Some of the initialization code contains loops that execute many times. In
order to make following the execution more effective, we used breakpoints that
we set at small intervals. This let us continue the execution, instead of
stepping through each instruction and loop. Using this technique, we quickly
found out the exception occured at the address 0x470a72e4
:
0x470a72d4 msr vbar_el1, x0
0x470a72d8 movz x0, 0x593d
0x470a72dc movz x1, 0x3454, lsl 16
0x470a72e0 orr x0, x0, x1
0x470a72e4 ==> msr sctlr_el1, x0
0x470a72e8 isb
0x470a72ec movz x0, 0
0x470a72f0 msr tpidr_el1, x0
As we can see, at the mentioned address, the value 0x3454593d
is written into
the SCTLR_EL1
register. As per ARM DDI 0487, D13.2.113, this is the system
control register, that provides a top level control of the system at EL0 and
EL1. Its first bit is used to enable address translation via the MMU. Since the
exception happens when executing this instruction (and bit 0 is set in the new
value for the register), the address translation configuration was an immediate
suspect.
There are several registers used to configure the MMU - namely, TCR_EL1
,
TTBR1_EL1
, and MAIR_EL1
. We inspected the values stored in those registers
prior to enabling the MMU. One field that stood out was TCR_EL1.TG1
, that
indicates the granule size for the TTBR1_EL1
. The initialization code of our
iOS kernel sets the value of TCR_EL1.TG1
to 0b01
(the field is stored in
bits 31:30, and the value written to TCR_EL1
at 0x470a7244
is
0x000000226519a519
). The value of 0b01
corresponds to a granule size of
16KB.
Notably, after stepping through the msr
instruction at 0x470a7244
,
inspecting the value of TCR_EL1
revealed a slightly different value of
0x00000022a519a519
- the granule size was read out as 0b10
(4KB)! This made
the reason for an exception upon enabling the MMU clear: while the page tables
set up by the initalization code were designed with a 16KB granule size in
mind, the actual granule size stored in TCR_EL1
when enabling the MMU was set
to 4KB. The MMU treated the page entries incorrectly, and a page fault occured
immediately upon enabling the MMU. But why would the value we attempted to set,
that of a 16KB granule, wouldn’t stick?
ARM DDI has the following to say about setting the value of TCR_EL1.TG
:
If the value is programmed to either a reserved value, or a size that has not been implemented, then the hardware will treat the field as if it has been programmed to an IMPLEMENTATION DEFINED choice of the sizes that has been implemented for all purposes other than the value read back from this register.

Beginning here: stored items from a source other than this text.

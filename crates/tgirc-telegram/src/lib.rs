//! Telegram adapter (teloxide).
//!
//! Implements the `tgirc-core` Telegram ports over the Bot API, and turns
//! incoming updates into [`tgirc_core::events::TelegramMessage`]s.

use async_trait::async_trait;

use teloxide::{net::Download, prelude::*, types::ParseMode};

use tokio::time::sleep;
use tracing::debug;

pub mod convert;
pub mod router;

use tgirc_core::{
    domain::ChatId,
    errors::Error,
    ports::{FileSource, TelegramPort},
    Result,
};

#[derive(Clone)]
pub struct TelegramMessenger {
    bot: Bot,
}

impl TelegramMessenger {
    pub fn new(bot: Bot) -> Self {
        Self { bot }
    }

    pub fn from_token(token: impl Into<String>) -> Self {
        Self::new(Bot::new(token))
    }

    pub fn bot(&self) -> Bot {
        self.bot.clone()
    }

    fn tg_chat(chat_id: ChatId) -> teloxide::types::ChatId {
        teloxide::types::ChatId(chat_id.0)
    }

    fn map_err(e: teloxide::RequestError) -> Error {
        Error::External(format!("telegram error: {e}"))
    }

    async fn with_retry<T, Fut>(&self, mut op: impl FnMut() -> Fut) -> Result<T>
    where
        Fut: std::future::IntoFuture<Output = std::result::Result<T, teloxide::RequestError>>,
        Fut::IntoFuture: Send,
    {
        const MAX_RETRIES: usize = 1;
        let mut attempts = 0usize;
        loop {
            match op().await {
                Ok(v) => return Ok(v),
                Err(e) => match e {
                    teloxide::RequestError::RetryAfter(d) if attempts < MAX_RETRIES => {
                        attempts += 1;
                        sleep(d).await;
                        continue;
                    }
                    other => return Err(Self::map_err(other)),
                },
            }
        }
    }
}

#[async_trait]
impl TelegramPort for TelegramMessenger {
    async fn send_markdown(&self, chat: ChatId, markdown: &str, plain: &str) -> Result<()> {
        let sent = self
            .with_retry(|| {
                self.bot
                    .send_message(Self::tg_chat(chat), markdown.to_string())
                    .parse_mode(ParseMode::Markdown)
            })
            .await;

        match sent {
            Ok(_) => Ok(()),
            // Unbalanced `*` or `_` makes Telegram reject the entities.
            Err(e) => {
                debug!(%chat, "markdown rejected, resending as plain text: {e}");
                self.send_plain(chat, plain).await
            }
        }
    }

    async fn send_plain(&self, chat: ChatId, text: &str) -> Result<()> {
        self.with_retry(|| self.bot.send_message(Self::tg_chat(chat), text.to_string()))
            .await?;
        Ok(())
    }
}

#[async_trait]
impl FileSource for TelegramMessenger {
    async fn download(&self, file_id: &str) -> Result<Vec<u8>> {
        let file = self
            .with_retry(|| self.bot.get_file(file_id.to_string()))
            .await?;

        let mut dst = Vec::new();
        self.bot
            .download_file(&file.path, &mut dst)
            .await
            .map_err(|e| Error::External(format!("telegram download failed: {e}")))?;
        Ok(dst)
    }
}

It is IMPLEMENTATION DEFINED whether the value read back is the value programmed or the value that corresponds to the size chosen.
In our case, TCR_EL1.TG
is read back as 0b10
after attempting to set it to
0b01
. This indicates that in our case, the read back value is one that
corresponds to the granule size chosen (since it’s not the value we
programmed), and that the 16KB size has not been implemented in our CPU. We can
verify this assumption with the help of the ID_AA64MMFR0_EL1
register
(AArch64 Memory Model Feature Register 0). Its field TGran16 (at bits 23:20)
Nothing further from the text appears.